Be aware of artificial sugars
Since lots of people are starting to get conscious about their diet, the diet industry tried to cater to people’s needs by introducing artificial sugars, which are much sweeter than sugar but contain fewer calories.
But the idea of tricking the brain into thinking that you’re consuming sugar can have negative effects. This can increase your sugar cravings, making it hard for you to avoid sugar completely. Make it a point to stick to your no sugar diet and avoid artificial sugars such as Splenda, stevia, equal, and others.

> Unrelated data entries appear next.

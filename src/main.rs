use clap::Parser;
use tradeterm::cli::{run, Cli};

fn main() -> std::process::ExitCode {
    run(Cli::parse())
}
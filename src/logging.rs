//! Logging setup.

use tracing_subscriber::{fmt, prelude::*, EnvFilter};

/// Install the global subscriber. `RUST_LOG` overrides `level`.
///
/// Logs go to stderr so command output on stdout stays clean. Returns false
/// if a subscriber was already installed.
pub fn init(level: &str, json: bool) -> bool {
    let filter = EnvFilter::try_from_default_env()
        .or_else(|_| EnvFilter::try_new(level))
        .unwrap_or_else(|_| EnvFilter::new("info"));

    if json {
        tracing_subscriber::registry()
            .with(filter)
            .with(fmt::layer().json().with_writer(std::io::stderr))
            .try_init()
            .is_ok()
    } else {
        tracing_subscriber::registry()
            .with(filter)
            .with(fmt::layer().compact().with_writer(std::io::stderr))
            .try_init()
            .is_ok()
    }
}
//! Candle feed: the sliding OHLC window for one (instrument, period) pair.
//!
//! Windows are resolved read-through against the local [`BarCache`]. When the
//! cache holds fewer bars than the calendar expects for a range, a wider range
//! is fetched from the remote source, written back to the cache, and the range
//! is read again. Repeated backtests over the same range are pure cache hits.

use crate::domain::error::TradetermError;
use crate::domain::event::Event;
use crate::domain::ohlcv::{validate_series, Bar, Bars};
use crate::domain::period::Period;
use crate::domain::throttle::ThrottledSource;
use crate::domain::tick_sim::{bar_path, price_path, TickPlayer};
use crate::ports::bar_cache_port::BarCache;
use crate::ports::clock_port::Clock;
use chrono::{Duration, NaiveDateTime};

#[derive(Debug, Clone, Copy, PartialEq)]
pub enum FeedMode {
    /// Replay `[from, to]` from history.
    Backtest {
        from: NaiveDateTime,
        to: NaiveDateTime,
    },
    /// Poll the remote for the current time on every advance.
    Live,
}

#[derive(Debug, Clone, PartialEq)]
pub struct FeedConfig {
    pub instrument: String,
    pub period: Period,
    /// Bars handed to consumers by `get_bars(0)`.
    pub window: usize,
    /// Extra history kept for indicator warmup.
    pub lookback: usize,
    pub mode: FeedMode,
    /// Replay each backtest bar as synthetic ticks built from this period.
    pub tick_period: Option<Period>,
}

impl FeedConfig {
    pub fn capacity(&self) -> usize {
        self.window + self.lookback
    }
}

fn span(period: Period, buckets: usize) -> Duration {
    Duration::minutes(period.minutes() * buckets as i64)
}

pub struct CandleFeed {
    config: FeedConfig,
    cache: Box<dyn BarCache>,
    source: ThrottledSource,
    clock: Box<dyn Clock>,
    cursor: Option<NaiveDateTime>,
    bars: Vec<Bar>,
    ticks: TickPlayer,
    updated: Event<CandleFeed>,
}

impl CandleFeed {
    pub fn new(
        config: FeedConfig,
        cache: Box<dyn BarCache>,
        source: ThrottledSource,
        clock: Box<dyn Clock>,
    ) -> Self {
        CandleFeed {
            config,
            cache,
            source,
            clock,
            cursor: None,
            bars: Vec::new(),
            ticks: TickPlayer::new(),
            updated: Event::new(),
        }
    }

    pub fn config(&self) -> &FeedConfig {
        &self.config
    }

    pub fn instrument(&self) -> &str {
        &self.config.instrument
    }

    pub fn period(&self) -> Period {
        self.config.period
    }

    pub fn is_backtest(&self) -> bool {
        matches!(self.config.mode, FeedMode::Backtest { .. })
    }

    pub fn cursor(&self) -> Option<NaiveDateTime> {
        self.cursor
    }

    /// Feed time: the cursor once advanced, otherwise the start of the run.
    pub fn now(&self) -> NaiveDateTime {
        match (self.cursor, self.config.mode) {
            (Some(cursor), _) => cursor,
            (None, FeedMode::Backtest { from, .. }) => self.config.period.floor(from),
            (None, FeedMode::Live) => self.clock.now(),
        }
    }

    pub fn clock(&self) -> &dyn Clock {
        self.clock.as_ref()
    }

    pub fn source(&self) -> &ThrottledSource {
        &self.source
    }

    pub fn on_updated(&self) -> &Event<CandleFeed> {
        &self.updated
    }

    /// Trailing `window + extra_lookback` bars, capped at what is loaded.
    pub fn get_bars(&self, extra_lookback: usize) -> Bars {
        let n = self.config.window + extra_lookback;
        let start = self.bars.len().saturating_sub(n);
        Bars::from_bars(&self.bars[start..])
    }

    /// Step to the next window state and notify subscribers.
    ///
    /// Returns `Ok(false)` without notifying once a backtest has passed its
    /// end time. Live feeds always return `Ok(true)`.
    pub fn advance(&mut self) -> Result<bool, TradetermError> {
        let moved = match self.config.mode {
            FeedMode::Backtest { from, to } => self.advance_backtest(from, to)?,
            FeedMode::Live => {
                self.advance_live()?;
                true
            }
        };
        if moved {
            self.updated.notify(self);
        }
        Ok(moved)
    }

    fn advance_backtest(
        &mut self,
        from: NaiveDateTime,
        to: NaiveDateTime,
    ) -> Result<bool, TradetermError> {
        if let Some(forming) = self.bars.last_mut() {
            if self.ticks.step(forming) {
                return Ok(true);
            }
        }

        let period = self.config.period;
        let next = match self.cursor {
            None => period.floor(from),
            Some(cursor) => cursor + period.duration(),
        };
        if next > to {
            return Ok(false);
        }

        self.cursor = Some(next);
        self.bars = self.resolve_window(next)?;

        if let Some(tick_period) = self.config.tick_period {
            self.load_ticks(next, tick_period)?;
        }
        Ok(true)
    }

    fn advance_live(&mut self) -> Result<(), TradetermError> {
        let period = self.config.period;
        let capacity = self.config.capacity();
        let now = self.clock.now();
        let range_from = period.floor(now) - span(period, capacity.saturating_sub(1));

        let fetched = self
            .source
            .fetch(&self.config.instrument, period, range_from, now)?;
        self.check_series(period, &fetched)?;

        // The bucket of `now` is still forming; only closed bars are cached.
        let forming = period.floor(now);
        let closed = fetched.partition_point(|bar| bar.time < forming);
        self.cache
            .upsert(&self.config.instrument, period, &fetched[..closed])?;

        let start = fetched.len().saturating_sub(capacity);
        self.bars = fetched[start..].to_vec();
        self.cursor = Some(now);
        Ok(())
    }

    /// Window of `capacity` buckets ending at the bucket containing `end`.
    pub fn resolve_window(&self, end: NaiveDateTime) -> Result<Vec<Bar>, TradetermError> {
        let period = self.config.period;
        let extra = span(period, self.config.capacity().saturating_sub(1));
        let range_to = period.floor(end);
        let range_from = range_to - extra;
        self.resolve_range(period, range_from, range_to, range_to + extra)
    }

    fn resolve_range(
        &self,
        period: Period,
        range_from: NaiveDateTime,
        range_to: NaiveDateTime,
        fetch_to: NaiveDateTime,
    ) -> Result<Vec<Bar>, TradetermError> {
        let instrument = self.config.instrument.as_str();
        let expected = period.bar_count(range_from, range_to);

        let cached = self.cache.query(instrument, period, range_from, range_to)?;
        if cached.len() == expected {
            self.check_series(period, &cached)?;
            return Ok(cached);
        }

        tracing::debug!(
            instrument,
            %period,
            %range_from,
            %range_to,
            cached = cached.len(),
            expected,
            "cache miss"
        );

        let fetched = self.source.fetch(instrument, period, range_from, fetch_to)?;
        self.check_series(period, &fetched)?;
        let written = self.cache.upsert(instrument, period, &fetched)?;
        tracing::debug!(instrument, %period, written, "cache backfilled");

        let bars = self.cache.query(instrument, period, range_from, range_to)?;
        if bars.len() != expected {
            tracing::warn!(
                instrument,
                %period,
                %range_from,
                %range_to,
                got = bars.len(),
                expected,
                "remote history has gaps; using short window"
            );
        }
        self.check_series(period, &bars)?;
        Ok(bars)
    }

    fn load_ticks(
        &mut self,
        bucket: NaiveDateTime,
        tick_period: Period,
    ) -> Result<(), TradetermError> {
        let period = self.config.period;
        let coarse = match self.bars.last() {
            Some(bar) if bar.time == bucket => *bar,
            _ => {
                self.ticks.clear();
                return Ok(());
            }
        };

        let path = if tick_period == period {
            bar_path(&coarse).to_vec()
        } else {
            let last_sub = bucket + period.duration() - tick_period.duration();
            let fetch_to = last_sub + span(period, self.config.capacity().saturating_sub(1));
            let subs = self.resolve_range(tick_period, bucket, last_sub, fetch_to)?;
            if subs.is_empty() {
                bar_path(&coarse).to_vec()
            } else {
                price_path(&subs)
            }
        };

        if let Some(forming) = self.bars.last_mut() {
            self.ticks.start(forming, path);
        }
        Ok(())
    }

    /// Backfill the cache for `[from, to]` one window at a time.
    ///
    /// Returns the number of cached bars in the range afterwards.
    pub fn warm(&self, from: NaiveDateTime, to: NaiveDateTime) -> Result<usize, TradetermError> {
        let period = self.config.period;
        let reach = span(period, self.config.capacity().max(1) - 1);
        let last = period.floor(to);
        let mut window_from = period.floor(from);
        let mut total = 0;

        while window_from <= last {
            let window_end = (window_from + reach).min(last);
            let bars = self.resolve_range(period, window_from, window_end, window_end + reach)?;
            total += bars.len();
            window_from = window_end + period.duration();
        }
        Ok(total)
    }

    fn check_series(&self, period: Period, bars: &[Bar]) -> Result<(), TradetermError> {
        validate_series(period, bars).map_err(|reason| TradetermError::BarSeries {
            instrument: self.config.instrument.clone(),
            period: period.to_string(),
            reason,
        })
    }

    /// Bars remaining in the synthetic tick buffer.
    pub fn pending_ticks(&self) -> usize {
        self.ticks.remaining()
    }
}

impl std::fmt::Debug for CandleFeed {
    fn fmt(&self, f: &mut std::fmt::Formatter<'_>) -> std::fmt::Result {
        f.debug_struct("CandleFeed")
            .field("config", &self.config)
            .field("cursor", &self.cursor)
            .field("bars", &self.bars.len())
            .field("pending_ticks", &self.ticks.remaining())
            .finish()
    }
}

Avoid quenching your thirst with sugary liquids
Don’t believe what commercials say. You can quench your thirst without having to grab for ice-cold carbonated drinks. Some studies show that cold and carbonated drinks are great at quenching your thirst but not the best at hydrating yourself. Instead, these drinks can actually dehydrate you.
Loads of sugars in sweetened and carbonated drinks cause more injury to the kidneys. And it’s the sugar in these drinks that give you an instant reprieve from the heat, which is unhealthy, of course.
If plain water is not enough to quench your thirst, make your own sparkling drink. Squeeze a slice of lemon in a glass of iced pure water. You not only get to alleviate your thirst but also hydrate yourself.
Prepare your own food
For convenience’s sake, canned goods or foods in packets are easy to prepare. You only have to open the container and, voila, instant food. But aside from artificial flavorings and preservatives you get from processed foods, they also contain loads of sugars.
The only way to ensure you’re not eating too much sugar is to cook your food. You can get different homemade and healthy recipes from the internet. So, there’s no need for you to worry about how this is done. Even if you have less talent in the kitchen, you still can make your own healthy food minus the sugar.